Predicting protein-protein interactions, interaction sites and residue-residue contact matrices with machine learning techniques
Date
2016
Authors
Journal Title
Journal ISSN
Volume Title
Publisher
University of Delaware
Abstract
Protein-protein interactions (PPIs) play crucial roles in many biological
processes in living organisms, such as immune response, enzyme catalysis, and signal
transduction. Acquiring knowledge of interfacial regions between interacting proteins
is not only helpful in understanding protein functions and elucidating signal
transduction networks but also critical for structure-based drug design and disease
treatment. The cost, time, and other limitations associated with the current
experimental methods to obtain PPI information have motivated the development of
computational methods for predicting PPIs and their interfaces.

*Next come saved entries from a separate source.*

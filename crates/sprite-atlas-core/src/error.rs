use thiserror::Error;

#[derive(Debug, Error)]
pub enum AtlasError {
    #[error("I/O error: {0}")]
    Io(#[from] std::io::Error),
    #[error("Image error: {0}")]
    Image(#[from] image::ImageError),
    #[error("Glob error: {0}")]
    Glob(#[from] globset::Error),
    #[error("Invalid config: {0}")]
    InvalidConfig(String),
    #[error("Input has no `dirs` to process")]
    NoDirectories,
    #[error("Invalid bin dimensions: {width}x{height}")]
    InvalidDimensions { width: u32, height: u32 },
    #[error("Nothing to pack")]
    Empty,
    #[error("Sprite {key} ({width}x{height}) does not fit in a {max_width}x{max_height} bin")]
    SpriteTooLarge {
        key: String,
        width: u32,
        height: u32,
        max_width: u32,
        max_height: u32,
    },
    #[error("Packer returned a placement for unknown item id {id}")]
    UnknownPlacement { id: usize },
    #[error("Packer placed sprite {key} more than once")]
    DuplicatePlacement { key: String },
    #[error("Packer left sprite {key} unplaced")]
    UnplacedSprite { key: String },
    #[error("Placement of {key} at {x},{y} ({width}x{height}) exceeds bin {bin_width}x{bin_height}")]
    PlacementOutOfBounds {
        key: String,
        x: u32,
        y: u32,
        width: u32,
        height: u32,
        bin_width: u32,
        bin_height: u32,
    },
    #[error("Unsupported metadata format: {0}")]
    UnsupportedMetadataFormat(String),
    #[error("Encoding error: {0}")]
    Encode(String),
    #[error("Decoding error: {0}")]
    Decode(String),
}

pub type Result<T> = std::result::Result<T, AtlasError>;
use sprite_atlas_core::AtlasError;
use sprite_atlas_core::anchors::{AnchorMap, match_glob};
use sprite_atlas_core::config::{AnchorSpec, DirSpec, MaxRectsHeuristic, RunConfig};
use sprite_atlas_core::model::Anchor;

#[test]
fn minimal_config_gets_defaults() {
    let cfg = RunConfig::from_json(
        r#"{ "dirs": ["ui"], "writeImage": "out/ui.png", "writeData": "out/ui.json" }"#,
    )
    .expect("parse");
    cfg.validate().expect("valid");

    assert_eq!(cfg.stage, ".");
    assert_eq!(cfg.default_glob, "*.png");
    assert_eq!((cfg.max_width, cfg.max_height), (2048, 2048));
    assert_eq!(cfg.padding, 2);
    assert!(cfg.allow_rotation);
    assert!(!cfg.trim_default);
    assert_eq!(cfg.heuristic, MaxRectsHeuristic::BestAreaFit);

    let dirs = cfg.resolved_dirs();
    assert_eq!(dirs.len(), 1);
    assert_eq!(dirs[0].name, "ui");
    assert_eq!(dirs[0].glob, "*.png");
    assert_eq!(dirs[0].default_anchor, Anchor::default());
}

#[test]
fn detailed_dirs_override_run_defaults() {
    let cfg = RunConfig::from_json(
        r#"{
            "stage": "stage",
            "defaultGlob": "*.png",
            "defaultAnchor": [0.5, 0.5],
            "trimDefault": true,
            "dirs": [
                "plain",
                {
                    "name": "units",
                    "glob": "**/*.png",
                    "trim": false,
                    "defaultAnchor": { "x": 0.5, "y": 1.0 },
                    "anchors": [
                        { "glob": "boss_*.png", "anchor": [0.5, 0.9] },
                        { "glob": "flag.png", "anchor": { "x": 3, "y": 40 }, "abs": true }
                    ]
                }
            ],
            "writeImage": "atlas.png",
            "writeData": "atlas.cb",
            "padding": 0,
            "allowRotation": false,
            "heuristic": "bottomleft"
        }"#,
    )
    .expect("parse");
    cfg.validate().expect("valid");

    let dirs = cfg.resolved_dirs();
    assert_eq!(dirs[0].name, "plain");
    assert!(dirs[0].trim);
    assert_eq!(dirs[0].default_anchor, Anchor::new(0.5, 0.5));

    assert_eq!(dirs[1].glob, "**/*.png");
    assert!(!dirs[1].trim);
    assert_eq!(dirs[1].default_anchor, Anchor::new(0.5, 1.0));
    assert_eq!(dirs[1].anchors.len(), 2);
    assert_eq!(dirs[1].anchors[0].anchor, Some(Anchor::new(0.5, 0.9)));
    assert!(dirs[1].anchors[1].abs);
    assert_eq!(dirs[1].anchors[1].anchor, Some(Anchor::new(3.0, 40.0)));

    assert_eq!(cfg.padding, 0);
    assert!(!cfg.allow_rotation);
    assert_eq!(cfg.heuristic, MaxRectsHeuristic::BottomLeft);
}

#[test]
fn missing_or_empty_dirs_abort() {
    for text in [
        r#"{ "writeImage": "a.png", "writeData": "a.json" }"#,
        r#"{ "dirs": [], "writeImage": "a.png", "writeData": "a.json" }"#,
    ] {
        let cfg = RunConfig::from_json(text).expect("parse");
        assert!(matches!(cfg.validate(), Err(AtlasError::NoDirectories)));
    }
}

#[test]
fn absolute_anchor_needs_a_point() {
    let cfg = RunConfig::from_json(
        r#"{ "dirs": [{ "name": "d", "anchors": [{ "glob": "*.png", "abs": true }] }],
             "writeImage": "a.png", "writeData": "a.json" }"#,
    )
    .expect("parse");
    assert!(matches!(cfg.validate(), Err(AtlasError::InvalidConfig(_))));
}

#[test]
fn zero_bin_size_is_invalid() {
    let cfg = RunConfig::builder()
        .dir(DirSpec::Name("d".into()))
        .with_max_dimensions(0, 512)
        .build();
    assert!(matches!(cfg.validate(), Err(AtlasError::InvalidDimensions { width: 0, height: 512 })));
}

#[test]
fn malformed_json_is_invalid_config() {
    assert!(matches!(RunConfig::from_json("{ dirs: "), Err(AtlasError::InvalidConfig(_))));
    // writeImage is required
    assert!(matches!(
        RunConfig::from_json(r#"{ "dirs": ["a"], "writeData": "a.json" }"#),
        Err(AtlasError::InvalidConfig(_))
    ));
}

#[test]
fn heuristic_short_names() {
    assert_eq!("bssf".parse::<MaxRectsHeuristic>(), Ok(MaxRectsHeuristic::BestShortSideFit));
    assert_eq!("CP".parse::<MaxRectsHeuristic>(), Ok(MaxRectsHeuristic::ContactPoint));
    assert!("nope".parse::<MaxRectsHeuristic>().is_err());
}

fn files(names: &[&str]) -> Vec<String> {
    names.iter().map(|s| s.to_string()).collect()
}

#[test]
fn glob_star_stays_in_one_directory() {
    let list = files(&["a.png", "b.jpg", "sub/c.png", "sub/deep/d.png"]);
    assert_eq!(match_glob("*.png", &list).expect("glob"), vec!["a.png"]);
    assert_eq!(
        match_glob("**/*.png", &list).expect("glob"),
        vec!["a.png", "sub/c.png", "sub/deep/d.png"]
    );
    assert!(matches!(match_glob("[", &list), Err(AtlasError::Glob(_))));
}

#[test]
fn first_anchor_spec_wins() {
    let list = files(&["hero_idle.png", "hero_run.png", "tree.png"]);
    let specs = vec![
        AnchorSpec {
            glob: "hero_run.png".into(),
            anchor: Some(Anchor::new(0.1, 0.1)),
            abs: false,
        },
        AnchorSpec {
            glob: "hero_*.png".into(),
            anchor: Some(Anchor::new(0.5, 1.0)),
            abs: false,
        },
        AnchorSpec {
            glob: "*.png".into(),
            anchor: None,
            abs: false,
        },
    ];
    let default = Anchor::new(0.25, 0.75);
    let map = AnchorMap::from_files(specs, default, &list).expect("map");

    assert_eq!(map.resolve("hero_run.png"), Anchor::new(0.1, 0.1));
    assert_eq!(map.resolve("hero_idle.png"), Anchor::new(0.5, 1.0));
    // claimed by a spec without a point
    assert_eq!(map.resolve("tree.png"), default);
    assert_eq!(map.spec_for("tree.png").map(|s| s.glob.as_str()), Some("*.png"));
    // never listed
    assert_eq!(map.resolve("missing.png"), default);
    assert!(map.spec_for("missing.png").is_none());
}

#[test]
fn hidden_files_need_an_explicit_dot() {
    let list = files(&["a.png", ".draft.png", ".cache/b.png", "sub/.c.png", "sub/d.png"]);
    assert_eq!(match_glob("*.png", &list).expect("glob"), vec!["a.png"]);
    assert_eq!(match_glob("**/*.png", &list).expect("glob"), vec!["a.png", "sub/d.png"]);
    assert_eq!(match_glob(".*.png", &list).expect("glob"), vec![".draft.png"]);
    assert_eq!(match_glob(".cache/*.png", &list).expect("glob"), vec![".cache/b.png"]);
}

#[cfg(unix)]
#[test]
fn unreadable_subdirectory_does_not_hide_the_rest() {
    use std::os::unix::fs::PermissionsExt;
    use sprite_atlas_core::anchors::list_files;

    let tmp = tempfile::TempDir::new().expect("tmp");
    let root = tmp.path();
    std::fs::write(root.join("a.png"), b"x").expect("write");
    std::fs::create_dir(root.join("locked")).expect("mkdir");
    std::fs::write(root.join("locked/b.png"), b"x").expect("write");
    std::fs::create_dir(root.join("open")).expect("mkdir");
    std::fs::write(root.join("open/c.png"), b"x").expect("write");
    std::fs::set_permissions(root.join("locked"), std::fs::Permissions::from_mode(0o000)).expect("chmod");

    let listed = list_files(root);
    // privileged users can still read the locked directory
    let readable = std::fs::read_dir(root.join("locked")).is_ok();
    std::fs::set_permissions(root.join("locked"), std::fs::Permissions::from_mode(0o755)).expect("chmod");

    assert!(listed.contains(&"a.png".to_string()));
    assert!(listed.contains(&"open/c.png".to_string()));
    assert_eq!(listed.contains(&"locked/b.png".to_string()), readable);
}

In the dissertation, I propose to use deep learning algorithms, mainly Stacked
Autoencoders and Deep Neural Networks, along with other machine learning
techniques to predict the protein-protein interactions, interaction sites, and amino acid
residue-residue contacts. These machine learning techniques include Hidden Markov
Models, Fisher Scores, Support Vector Machines, logistic regression, and clustering.
Specifically, I developed computational methods based on these machine learning
techniques to tackle the following three questions about protein-protein interaction: 1)
whether two given protein sequences can interact (protein-protein interaction
predictions), 2) if they interact, where are the interacting residues in individual
proteins (interaction site predictions), 3) how these interacting residues are paired up
across the interacting proteins (contact matrix predictions).
The first question, whether the two given protein sequences can interact (PPI
prediction), has been studied extensively, and much progress has been made and reported in the literature. I explored using the deep neural networks model as a new
tool for PPI prediction and compared this tool with one of the state-of-the-art methods
based on Support Vector Machine (SVM) models. The result showed deep neural
networks with stacked autoencoders are more effective at extracting non-linear
features and thus have led to prediction improvement as compared to the SVM-based
method.
The second question is to further identify where the interacting residues are
(interaction site predictions). The interaction profile hidden Markov model (ipHMM)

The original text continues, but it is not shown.